Atomic Theory, the name given to that theory which regards matter as being built up of indivisible particles called atoms, to explain observed chemical facts by assigning certain physical properties to these atoms. The true atomic theory of modern chemistry is due to Dalton and is not yet a century old, but has done a very great deal to forward the science of chemistry, and to procure powerful allies in physics and mathematics. The theory simply states that matter consists ultimately of atoms of different kinds, that atoms combine with other atoms of like or unlike kind forming molecules, and that matter in bulk, such as our senses perceive it, consists of exceedingly large numbers of segregated molecules.
The atom is the smallest quantity of matter that can exist in combination; the molecule is the smallest quantity that can exist alone, and must, therefore, consist of at least one atom. Mercury and zinc give examples of molecules containing only single atoms; hydrogen, oxygen, nitrogen, and most other elements have two atoms; the ozone modifications of oxygen have three; whilst phosphorus and arsenic possess four atoms to the molecule.
If in a quantity of matter all the molecules are alike, the substance is said to be pure; if otherwise, we have a mechanical mixture. If the constituent atoms of the molecules are all alike we have an elementary substance or element. If, while the molecules are alike, they are not composed of like atoms, we have a pure chemical compound. The elements as we know them are not infinite in number, hence the available types of atoms are limited. The properties of all atoms of the same type, i.e. of the same element, are supposed identical throughout the universe, if under the same conditions. One of the most important physical properties of an atom is its mass, from which indeed Mendeleeff's periodic law of the elements enables us to deduce other properties of the substance. The mass of an atom is reckoned in terms of the mass of the hydrogen atom, which is the lightest known to us at present. The atomic weight of an element means therefore the ratio of the weight of its atom to the weight of the hydrogen atom. The following is a table of the atomic weights of the known elements: -
It will now be seen how the following observed laws of chemical combination may be explained: -
(a) The law of fixity of proportions in chemical compounds states that every definite pure substance always possesses the same constitution. Thus water always contains eight-ninths its weight of oxygen, with one-ninth of hydrogen. For on the assumption of the atomic theory, each molecule of water contains two atoms of hydrogen united with one of oxygen. Hence, since the percentage composition of each molecule is a constant, that of any number of molecules will also remain the same.

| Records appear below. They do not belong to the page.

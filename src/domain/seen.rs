use std::collections::HashSet;

use crate::identity::IdentityKey;

/// Identity keys that have already been reported. Never shrinks.
#[derive(Debug, Clone, Default, PartialEq, Eq)]
pub struct SeenSet {
    keys: HashSet<IdentityKey>,
}

impl SeenSet {
    pub fn new() -> Self {
        Self::default()
    }

    pub fn contains(&self, key: &IdentityKey) -> bool {
        self.keys.contains(key)
    }

    /// Returns `false` if the key was already present.
    pub fn insert(&mut self, key: IdentityKey) -> bool {
        self.keys.insert(key)
    }

    pub fn len(&self) -> usize {
        self.keys.len()
    }

    pub fn is_empty(&self) -> bool {
        self.keys.is_empty()
    }

    /// Keys in lexical order, for stable output.
    pub fn sorted(&self) -> Vec<&IdentityKey> {
        let mut keys: Vec<_> = self.keys.iter().collect();
        keys.sort();
        keys
    }
}

impl FromIterator<IdentityKey> for SeenSet {
    fn from_iter<I: IntoIterator<Item = IdentityKey>>(iter: I) -> Self {
        Self {
            keys: iter.into_iter().collect(),
        }
    }
}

(b) The law of multiple proportions in chemical compounds states that substances may form different compounds by uniting in fixed proportions, which bear some simple numerical relation to each other. Thus the ratio of the weights of the carbon and oxygen in carbon monoxide are 3:4, in carbon dioxide, 3:8. So also nitrogen and oxygen unite in different proportions, forming a series of oxides whose constituents are in the ratios 14/8, 14/16, 14/24, 14/32, and 14/40. These facts are readily explained. A molecule of carbon monoxide contains one atom of carbon and one atom of oxygen, the ratio of whose weight is 3/4. The molecule of carbon dioxide contains one atom of carbon with two of oxygen; hence the ratio of the constituents is 3/8, Similarly with the nitrogen oxides, we are led to the belief that two atoms of nitrogen unite with one, two, three, four, and five atoms of oxygen, forming these five different kinds of molecules, whose compositions are therefore closely related to each other.
(c) The law of chemical equivalents, chemical quantities which are equal to the same thing as regards their power of doing chemical work or of forming chemical compounds, are equivalent to each other. One gramme of hydrogen will unite with 35.4 grammes of chlorine or with 8 of oxygen. Hence 8 grammes of oxygen are chemically equivalent to 35.4 of chlorine, or two atoms of hydrogen combine with two of chlorine or with one of oxygen; hence two atoms of chlorine are equivalent to one of oxygen, and knowing the respective atomic weights the above numerical relationship may be immediately established.
The next two laws given are not directly deducible from experiment, relating as they do to individual molecules.
(d) Avogadro's Law. - Equal volumes of all gases at the same temperature and pressure contain the same number of molecules, i.e. molecules of all gases under the same conditions of temperature and pressure occupy the same space.
(e) Dulong and Petit's Law: - The atomic weight of an element multiplied by its specific heat is a constant for all elements, known as the atomic heat.
These two laws receive full confirmation from the kinetic theory of gases, as advanced by Clausius, Clerk-Maxwell, and other physicists, and afford the most conclusive means of settling the atomic weight of an element.